The United States Supreme Court held yesterday that the Federal Arbitration Act preempted California state contract law which courts had applied to find arbitration agreements invalid if they did not permit class arbitration. The Supreme Court’s decision appears to clear the way for consumer contracts to require the individual arbitration of disputes and prohibit consumers’ use of class action in litigation or arbitration. Some commentators are even saying the decision “could spell the death-knell of consumer class actions.” 
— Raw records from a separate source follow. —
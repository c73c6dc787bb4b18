//! Output projection: shapes a record into the JSON a version's `select`
//! list allows.
//!
//! `select` entries may be dotted (`author.name`), which keeps only those
//! fields of a loaded relation. Relations that were not loaded are left out.
//! Hidden attributes never appear, whatever the select list says.

use crate::model::{Record, Related};
use serde_json::{Map, Value};
use std::collections::BTreeMap;

pub fn project(record: &Record, select: &[String], hidden: &[String]) -> Value {
    if select.is_empty() {
        return record.to_json(hidden);
    }
    let paths: Vec<&str> = select.iter().map(String::as_str).collect();
    project_paths(record, &paths, hidden)
}

fn project_paths(record: &Record, paths: &[&str], hidden: &[String]) -> Value {
    let mut out = Map::new();
    let mut nested: BTreeMap<&str, Vec<&str>> = BTreeMap::new();

    for path in paths {
        match path.split_once('.') {
            Some((relation, rest)) => nested.entry(relation).or_default().push(rest),
            None => {
                if hidden.iter().any(|h| h.as_str() == *path) {
                    continue;
                }
                out.insert(path.to_string(), record.get(path).unwrap_or(Value::Null));
            }
        }
    }

    for (relation, fields) in nested {
        let value = match record.relations.get(relation) {
            Some(Related::One(Some(related))) => project_paths(related, &fields, hidden),
            Some(Related::One(None)) => Value::Null,
            Some(Related::Many(records)) => Value::Array(
                records
                    .iter()
                    .map(|r| project_paths(r, &fields, hidden))
                    .collect(),
            ),
            None => continue,
        };
        out.insert(relation.to_string(), value);
    }

    Value::Object(out)
}

#[cfg(test)]
mod tests {
    use super::*;
    use serde_json::json;

    fn record(id: u64, attrs: Value) -> Record {
        match attrs {
            Value::Object(map) => Record::new(id, map),
            _ => panic!("expected object"),
        }
    }

    fn strings(items: &[&str]) -> Vec<String> {
        items.iter().map(|s| s.to_string()).collect()
    }

    #[test]
    fn keeps_only_selected_fields() {
        let mut post = record(1, json!({"title": "Hi", "content": "long", "status": "draft"}));
        post.relations.insert(
            "author".into(),
            Related::One(Some(Box::new(record(3, json!({"name": "Ada", "email": "ada@x.io"}))))),
        );
        post.relations.insert(
            "tags".into(),
            Related::Many(vec![record(7, json!({"slug": "rust", "name": "Rust"}))]),
        );

        let out = project(
            &post,
            &strings(&["id", "title", "author.name", "tags.slug", "category.name"]),
            &[],
        );
        assert_eq!(
            out,
            json!({
                "id": 1,
                "title": "Hi",
                "author": {"name": "Ada"},
                "tags": [{"slug": "rust"}]
            })
        );
    }

    #[test]
    fn hidden_wins_over_select() {
        let user = record(1, json!({"name": "Ada", "password": "hash"}));
        let out = project(&user, &strings(&["id", "password"]), &strings(&["password"]));
        assert_eq!(out, json!({"id": 1}));
    }

    #[test]
    fn empty_select_means_everything() {
        let user = record(1, json!({"name": "Ada"}));
        assert_eq!(project(&user, &[], &[]), json!({"id": 1, "name": "Ada"}));
    }
}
In AT&T Mobility LLC v. Concepcion, the Concepcions brought an action in federal court alleging that AT&T had engaged in false advertising and fraud by charging sales tax on mobile phones it advertised as free. Their action was later consolidated with a putative class action. AT&T tried to compel arbitration because the Concepcions had entered into a contract that contained an arbitration clause. Both the District Court and the Ninth Circuit Court of Appeals denied AT&T's motion to compel arbitration. The lower courts relied on the California Supreme Court’s decision in Discover Bank v. Superior Court to invalidate the arbitration clause in the contract as “unconscionable” under state law because the provision did not allow for class action arbitration. The Ninth Circuit rejected the argument that “class proceedings will reduce the efficiency and expeditiousness of arbitration.”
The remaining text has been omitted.